Fig. 2.

Rb1 or Rb2 promote myogenic differentiation through activating a promyogenic kinase, Akt. (A) Rb1-treated C2C12 cells were differentiated for 2 days, followed by MHC immunostaining. (B) The MHC-positive myocytes shown in panel (A) were quantified as the number of nuclei per myotube.

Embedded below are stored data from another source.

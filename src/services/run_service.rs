use anyhow::{Context, Result};
use chrono::{DateTime, Utc};
use sqlx::{Pool, Sqlite};
use uuid::Uuid;

use crate::models::campaign_model::CampaignReport;
use crate::models::run_model::{CampaignRunRecord, ListRunsResponse};

/// Seguimiento de corridas de campaña (tabla `campaign_runs`).
#[derive(Clone, Debug)]
pub struct CampaignRunService {
    db_pool: Pool<Sqlite>,
}

type RunRow = (
    String,
    String,
    String,
    Option<String>,
    i64,
    Option<String>,
    String,
    String,
);

const MAX_PAGE_SIZE: u64 = 100;

const RUN_COLUMNS: &str =
    "id, action_type, status, error_message, total_sent, report, created_at, updated_at";

impl CampaignRunService {
    pub fn new(db_pool: Pool<Sqlite>) -> Self {
        CampaignRunService { db_pool }
    }

    /// Corre migraciones con sqlx
    pub async fn run_migrations(&self) -> Result<()> {
        sqlx::migrate!("./migrations").run(&self.db_pool).await?;
        Ok(())
    }

    /// Crea la corrida en DB con estado "pending"
    pub async fn create_run(&self, action_type: &str) -> Result<String> {
        let run_id = Uuid::new_v4().to_string();
        let now = Utc::now().to_rfc3339();

        sqlx::query(
            r#"
            INSERT INTO campaign_runs (
                id, action_type, status, error_message,
                total_sent, report, created_at, updated_at
            )
            VALUES (?1, ?2, 'pending', NULL, 0, NULL, ?3, ?3)
            "#,
        )
        .bind(&run_id)
        .bind(action_type)
        .bind(now)
        .execute(&self.db_pool)
        .await
        .context("Fallo al insertar campaign_run")?;

        Ok(run_id)
    }

    pub async fn mark_running(&self, run_id: &str) -> Result<()> {
        self.update_status(run_id, "running", None).await
    }

    pub async fn mark_failed(&self, run_id: &str, error: &str) -> Result<()> {
        self.update_status(run_id, "failed", Some(error)).await
    }

    /// Guarda el reporte final y marca "done"
    pub async fn mark_done(&self, run_id: &str, report: &CampaignReport) -> Result<()> {
        let now = Utc::now().to_rfc3339();
        let report_json = serde_json::to_string(report)?;
        sqlx::query(
            r#"
            UPDATE campaign_runs
            SET status = 'done',
                error_message = NULL,
                total_sent = ?2,
                report = ?3,
                updated_at = ?4
            WHERE id = ?1
            "#,
        )
        .bind(run_id)
        .bind(report.total_sent as i64)
        .bind(report_json)
        .bind(now)
        .execute(&self.db_pool)
        .await
        .context("Fallo al cerrar campaign_run")?;
        Ok(())
    }

    async fn update_status(&self, run_id: &str, status: &str, error: Option<&str>) -> Result<()> {
        let now = Utc::now().to_rfc3339();
        sqlx::query(
            r#"UPDATE campaign_runs SET status = ?2, error_message = ?3, updated_at = ?4 WHERE id = ?1"#,
        )
        .bind(run_id)
        .bind(status)
        .bind(error)
        .bind(now)
        .execute(&self.db_pool)
        .await
        .context("Fallo al actualizar el estado de campaign_run")?;
        Ok(())
    }

    pub async fn get_run(&self, run_id: &str) -> Result<CampaignRunRecord> {
        let row: RunRow = sqlx::query_as(&format!(
            "SELECT {} FROM campaign_runs WHERE id = ?1",
            RUN_COLUMNS
        ))
        .bind(run_id)
        .fetch_one(&self.db_pool)
        .await
        .context("No se encontró corrida con ese id")?;

        to_record(row)
    }

    /// Lista corridas con paginación (page empieza en 1, page_size entre 1 y 100)
    pub async fn list_runs(&self, page: u64, page_size: u64) -> Result<ListRunsResponse> {
        let page = page.max(1);
        let page_size = page_size.clamp(1, MAX_PAGE_SIZE);
        let offset = i64::try_from((page - 1).saturating_mul(page_size)).unwrap_or(i64::MAX);

        let (total,): (i64,) = sqlx::query_as("SELECT COUNT(*) FROM campaign_runs")
            .fetch_one(&self.db_pool)
            .await?;

        let rows: Vec<RunRow> = sqlx::query_as(&format!(
            "SELECT {} FROM campaign_runs ORDER BY created_at DESC LIMIT ?1 OFFSET ?2",
            RUN_COLUMNS
        ))
        .bind(page_size as i64)
        .bind(offset)
        .fetch_all(&self.db_pool)
        .await?;

        let items = rows
            .into_iter()
            .map(to_record)
            .collect::<Result<Vec<_>>>()?;

        Ok(ListRunsResponse {
            total: total as u64,
            page,
            page_size,
            items,
        })
    }
}

fn to_record(row: RunRow) -> Result<CampaignRunRecord> {
    let (id, action_type, status, error_message, total_sent, report, created_at, updated_at) = row;
    let report = match report {
        Some(raw) => Some(serde_json::from_str(&raw).context("Reporte corrupto")?),
        None => None,
    };
    Ok(CampaignRunRecord {
        id,
        action_type,
        status,
        error_message,
        total_sent,
        report,
        created_at: parse_ts(&created_at)?,
        updated_at: parse_ts(&updated_at)?,
    })
}

fn parse_ts(raw: &str) -> Result<DateTime<Utc>> {
    Ok(DateTime::parse_from_rfc3339(raw)
        .with_context(|| format!("Timestamp inválido: {}", raw))?
        .with_timezone(&Utc))
}
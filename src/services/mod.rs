//! services/mod.rs
//! Módulo que agrupa distintos "servicios" o "capas de negocio" de la app.

pub mod account_service;
pub mod campaign_service;
pub mod ledger_service;
pub mod pacer_service;
pub mod partition_service;
pub mod platform_client;
pub mod run_service;
pub mod simulated_platform;
pub mod target_service;
pub mod worker_service;
//! models/mod.rs
//! Módulo raíz para modelos/estructuras compartidas.

pub mod account_model;
pub mod campaign_model;
pub mod contact_model;
pub mod platform_model;
pub mod run_model;
use serde::{Deserialize, Serialize};

/// Cuenta autenticable: teléfono + credenciales de API + ubicación de la sesión.
#[derive(Debug, Clone, Serialize, Deserialize, PartialEq)]
pub struct AccountSession {
    pub phone: String,
    pub api_id: i64,
    #[serde(skip_serializing)]
    pub api_hash: String,
    pub session_path: String,
}

/// Request para registrar una cuenta
#[derive(Debug, Clone, Deserialize)]
pub struct AddAccountRequest {
    pub phone: String,
    pub api_id: i64,
    pub api_hash: String,
}

/// Un teléfono sólo puede contener '+' inicial y dígitos; se usa como nombre de carpeta.
pub fn is_valid_phone(phone: &str) -> bool {
    let digits = phone.strip_prefix('+').unwrap_or(phone);
    !digits.is_empty() && digits.chars().all(|c| c.is_ascii_digit())
}
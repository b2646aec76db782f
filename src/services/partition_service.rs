//! services/partition_service.rs
//! Reparte una lista ordenada de destinos en porciones contiguas entre N cuentas.

use crate::models::platform_model::{CampaignError, CampaignResult};

/// Las cuentas `0..n-2` reciben `len / n` destinos consecutivos; la última
/// recibe el resto. Puede haber porciones vacías si hay menos destinos que cuentas.
pub fn partition<T: Clone>(targets: &[T], n_accounts: usize) -> CampaignResult<Vec<Vec<T>>> {
    if n_accounts == 0 {
        return Err(CampaignError::InvalidInput(
            "n_accounts debe ser >= 1".to_string(),
        ));
    }

    let share = targets.len() / n_accounts;
    let mut slices = Vec::with_capacity(n_accounts);
    for idx in 0..n_accounts {
        let start = idx * share;
        let end = if idx + 1 < n_accounts {
            start + share
        } else {
            targets.len()
        };
        slices.push(targets[start..end].to_vec());
    }
    Ok(slices)
}
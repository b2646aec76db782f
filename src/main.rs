use actix_web::{web, App, HttpServer};
use dotenv::dotenv;
use sqlx::sqlite::SqliteConnectOptions;
use sqlx::{Pool, Sqlite};
use std::sync::Arc;

use crate::config::app_config::AppConfig;
use crate::logger::init_logger;
use crate::services::account_service::AccountService;
use crate::services::campaign_service::CampaignService;
use crate::services::ledger_service::LedgerService;
use crate::services::pacer_service::shutdown_channel;
use crate::services::run_service::CampaignRunService;
use crate::services::simulated_platform::SimulatedPlatform;
use crate::services::target_service::TargetStore;

mod app;
mod config;
mod handlers;
mod logger;
mod models;
mod services;

#[cfg(test)]
mod tests;

async fn setup_database(config: &AppConfig) -> Pool<Sqlite> {
    // 1) Crear carpeta de datos
    std::fs::create_dir_all(&config.data_dir).expect("No se pudo crear el directorio de datos");

    // 2) Ruta final: {data_dir}/service.db
    let db_path = config.service_db_path();
    log::info!("Conectando a SQLite en {}", db_path.display());

    let options = SqliteConnectOptions::new()
        .filename(&db_path)
        .create_if_missing(true);

    Pool::<Sqlite>::connect_with(options)
        .await
        .expect("No se pudo conectar a la base de datos SQLite.")
}

#[actix_web::main]
async fn main() -> std::io::Result<()> {
    dotenv().ok(); // Cargar .env al inicio
    init_logger();

    let config = AppConfig::from_env();
    log::info!("Configuración de ritmo: {:?}", config.pacing);

    let db_pool = setup_database(&config).await;

    // Corridas de campañas (también aplica las migraciones de cuentas)
    let run_service = CampaignRunService::new(db_pool.clone());
    if let Err(e) = run_service.run_migrations().await {
        panic!("Fallo en migraciones: {:?}", e);
    }

    let account_service = AccountService::new(db_pool.clone(), config.data_dir.clone());
    let target_store = TargetStore::new(config.targets_dir());

    // Ctrl-C: abandonar esperas en curso y desconectar cuentas antes de salir
    let (shutdown_tx, shutdown_rx) = shutdown_channel();
    tokio::spawn(async move {
        if tokio::signal::ctrl_c().await.is_ok() {
            log::warn!("Señal de interrupción recibida, deteniendo campañas...");
            let _ = shutdown_tx.send(true);
        }
    });

    // El transporte real de la plataforma se conecta vía `PlatformConnector`;
    // este binario corre en modo simulado, con ledgers aparte de los reales.
    let ledger_service = LedgerService::new(config.dry_run_dir());
    log::info!(
        "Usando plataforma simulada (dry run), ledgers en {}",
        config.dry_run_dir().display()
    );
    let campaign_service = CampaignService::new(
        Arc::new(SimulatedPlatform::new()),
        ledger_service.clone(),
        config.pacing.clone(),
        shutdown_rx,
    );

    // Levantar servidor
    log::info!("Levantando servidor en {}:{}", config.host, config.port);
    HttpServer::new(move || {
        App::new()
            .app_data(web::Data::new(account_service.clone()))
            .app_data(web::Data::new(ledger_service.clone()))
            .app_data(web::Data::new(run_service.clone()))
            .app_data(web::Data::new(campaign_service.clone()))
            .app_data(web::Data::new(target_store.clone()))
            .configure(app::init_app)
    })
    .bind((config.host.as_str(), config.port))?
    .run()
    .await
}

The values are represented as means ± SD of three independent experiments. **P < 0.01 compared with the control group. (C) Cell lysates from panel (A) were subjected to immunoblotting with antibodies to MHC, MyoD, and myogenin, phosphorylated Akt, total Akt, and pan-Cadherin used as a loading control. (D) Rb2-treated C2C12 cells were differentiated for 2 days, followed by immunoblotting against antibodies of MHC, MyoD, myogenin, phosphorylated Akt, total Akt, and pan-Cadherin used as a loading control. (E) Cells from panel (D) were immunostained for MHC expression (red) and with DAPI to stain nuclei (blue) to reveal myotube formation. (F) The MHC-positive myocytes shown in panel (E) were quantified as the number of nuclei per myotube. **P < 0.01 compared with the control group.

MHC, myosin heavy chain; SD, standard deviation.